We obviously have a different economic environment today but there are parallels. An aspect I keep thinking about is that if we impose tariffs we will see a significant uptick in inflation due to the nature of our globalized supply chains. I disagree with the assumption that inflation is due purely to poor monetary policy and printing money. Yes, that certainly can be an origin point for inflation but inflation isn’t just a single-point phenomenon.

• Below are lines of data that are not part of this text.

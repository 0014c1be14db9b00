//! Request input validators.
//!
//! Each validator checks one input category and returns either a normalized
//! value or a [`ValidationError`]. They are pure and independent, except that
//! path parameters are checked against the placeholders found by
//! [`parse_url`].
//!
//! [`validate_request`] runs them in a fixed order and stops at the first
//! failure:
//!
//! 1. URL (merged with the configured base URL)
//! 2. Path parameters
//! 3. Query parameters
//! 4. Request body
//! 5. Retry options
//! 6. Timeout
//!
//! The response body validator runs later, once a response has arrived.

mod path_params;
mod query_params;
mod request_body;
mod response_body;
mod retry_options;
mod timeout;
mod url;

pub use path_params::parse_path_params;
pub use query_params::{parse_query_params, QueryValue};
pub use request_body::{parse_request_body, EncodedBody};
pub use response_body::parse_response_body;
pub use retry_options::{parse_retry_options, MAX_RETRY_ATTEMPTS};
pub use timeout::parse_timeout;
pub use url::{parse_url, UrlTemplate};

use std::collections::{BTreeMap, HashMap};
use std::time::Duration;

use serde_json::Value;

use crate::clients::{
    Constraint, HttpMethod, RequestSpec, ResponseType, RetryOptions, ValidationError,
    ValidationField,
};
use crate::config::ClientConfig;
use crate::helpers::merge_base_url_and_endpoint_template;

/// A request whose inputs all passed validation.
#[derive(Clone, Debug, PartialEq)]
pub struct ValidatedRequest {
    /// The HTTP method.
    pub method: HttpMethod,
    /// The URL template, merged with the base URL.
    pub url: UrlTemplate,
    /// Stringified path parameter values.
    pub path_params: BTreeMap<String, String>,
    /// Normalized query parameters, `null`s dropped.
    pub query_params: Vec<(String, QueryValue)>,
    /// The encoded body, if any.
    pub body: Option<EncodedBody>,
    /// Caller headers, not yet merged with defaults.
    pub headers: HashMap<String, String>,
    /// How to decode the response body.
    pub response_type: ResponseType,
    /// The effective retry policy.
    pub retry_options: RetryOptions,
    /// The effective per-attempt timeout.
    pub timeout: Duration,
}

/// Validates every input of a request spec, in order, failing fast.
///
/// Relative URL templates are merged with the configured base URL first.
/// Unset timeouts and retry options take the configured defaults, which are
/// validated like caller-supplied values.
///
/// # Errors
///
/// Returns the first [`ValidationError`] encountered. A relative URL with no
/// configured base URL fails on [`ValidationField::Url`] with
/// [`Constraint::MissingHost`].
pub fn validate_request(
    spec: &RequestSpec,
    config: &ClientConfig,
) -> Result<ValidatedRequest, ValidationError> {
    let endpoint = parse_url(&spec.url)?;
    let url = if endpoint.is_absolute() {
        endpoint
    } else if config.base_url().is_some() {
        parse_url(&merge_base_url_and_endpoint_template(
            config.base_url(),
            &endpoint.template,
        ))?
    } else {
        return Err(ValidationError::new(
            ValidationField::Url,
            Constraint::MissingHost,
            endpoint.template,
        ));
    };

    let path_params = parse_path_params(&url, &spec.path_params)?;
    let query_params = parse_query_params(&spec.query_params)?;
    let body = parse_request_body(spec.body.as_ref(), spec.body_type, &spec.headers)?;
    let retry_options = parse_retry_options(
        spec.retry_options
            .as_ref()
            .unwrap_or_else(|| config.default_retry_options()),
    )?;
    let timeout = parse_timeout(
        spec.timeout.unwrap_or_else(|| config.default_timeout()),
        config.max_timeout(),
    )?;

    Ok(ValidatedRequest {
        method: spec.method.clone(),
        url,
        path_params,
        query_params,
        body,
        headers: spec.headers.clone(),
        response_type: spec.response_type,
        retry_options,
        timeout,
    })
}

impl RequestSpec {
    /// Returns this spec in normalized form.
    ///
    /// The URL is merged with the base URL and trimmed, path parameters
    /// become strings, query values become strings or lists of strings with
    /// `null`s dropped, and the effective timeout and retry options are made
    /// explicit. Normalizing a normalized spec returns it unchanged.
    ///
    /// # Errors
    ///
    /// Returns the first [`ValidationError`], exactly as execution would.
    pub fn normalized(&self, config: &ClientConfig) -> Result<Self, ValidationError> {
        let validated = validate_request(self, config)?;

        Ok(Self {
            method: validated.method,
            url: validated.url.template,
            path_params: validated
                .path_params
                .into_iter()
                .map(|(k, v)| (k, Value::String(v)))
                .collect(),
            query_params: validated
                .query_params
                .iter()
                .map(|(k, v)| (k.clone(), v.to_value()))
                .collect(),
            body: self.body.clone(),
            body_type: self.body_type,
            response_type: validated.response_type,
            headers: validated.headers,
            timeout: Some(validated.timeout),
            retry_options: Some(validated.retry_options),
        })
    }
}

In today’s environment, if we increase tariffs on goods that we import, we will certainly see an increase in inflation. However, we can shift the supply chain behind that to other countries with which we have better economic relations. A key example of this that I believe will come true is the shift of off-shore manufactured goods from China to Argentina. Argentina’s current wages are roughly 25% cheaper than China's, and that’s before Argentina’s coming economic revolution and new/expanded trade deals with the USA.
Outside of that, one of the other policies being floated is removing income tax. This, to me, is a sort of round-robin way of never experiencing “inflation”. The way this works is that if we add significant tariffs, we would see the price of goods go up but the USA consumer would have substantially more purchasing power, offsetting the cost of those imported goods. For example, if I make $100k/yr, I’m paying ~$17,053/yr in income tax. So, 17% or $1,421/mo. That’s a lot of money.
Removing the income tax would also be a massive economic stimulus, pushing equities higher which helps retirement as well as spur domestic productivity with new businesses.
The obvious next question is what happens to the federal government’s revenue if this were to happen? Wouldn’t we be operating at an even larger deficit?
Not necessarily. If you take the rough math from the McKinley presidency, we’d see an uptick of roughly $350-450B in federal revenue. Not enough to offset our deficit but this is where another initiative comes into play: Department of Government Efficiency (DOGE). The federal government spends roughly $6.7T/yr and growing. A key factor in this is purely just bullshit spending. We all know it. We spend money on shit that we absolutely shouldn’t be. I believe there is an opportunity to cut this spending by 50%, maybe more.
Between significant federal expenditure reduction, a significant increase in import taxes, and a significant increase in domestic productivity in the form of new businesses that pay corporate taxes, there’s a path to getting close to balancing the budget. This is before we do anything really crazy with monetary policies, such as potentially pushing for a sort of Plaza Accord 2.0.
My point in writing all of this is to not throw the baby out with the bath water. On the surface, it may seem like a dangerous policy. However, I think that is woefully underselling the total economic plan that has a real potential to unleash our economy in spectacular ways.
Corporate Mindset
I’ve been in tech for over a decade now with a lot of high-growth companies. One of the consistent challenges leadership faces is maintaining growth and delivering incredible results.
I’m not saying that everyone should fall into the category of “hypergrowth” or whatever. But, here’s a thing to consider.
What happens to the mindset of your leadership team when you ask the following question:
“What would it take for us to 5x our revenue in the next 12-24 months? What would have to be true for it to happen?”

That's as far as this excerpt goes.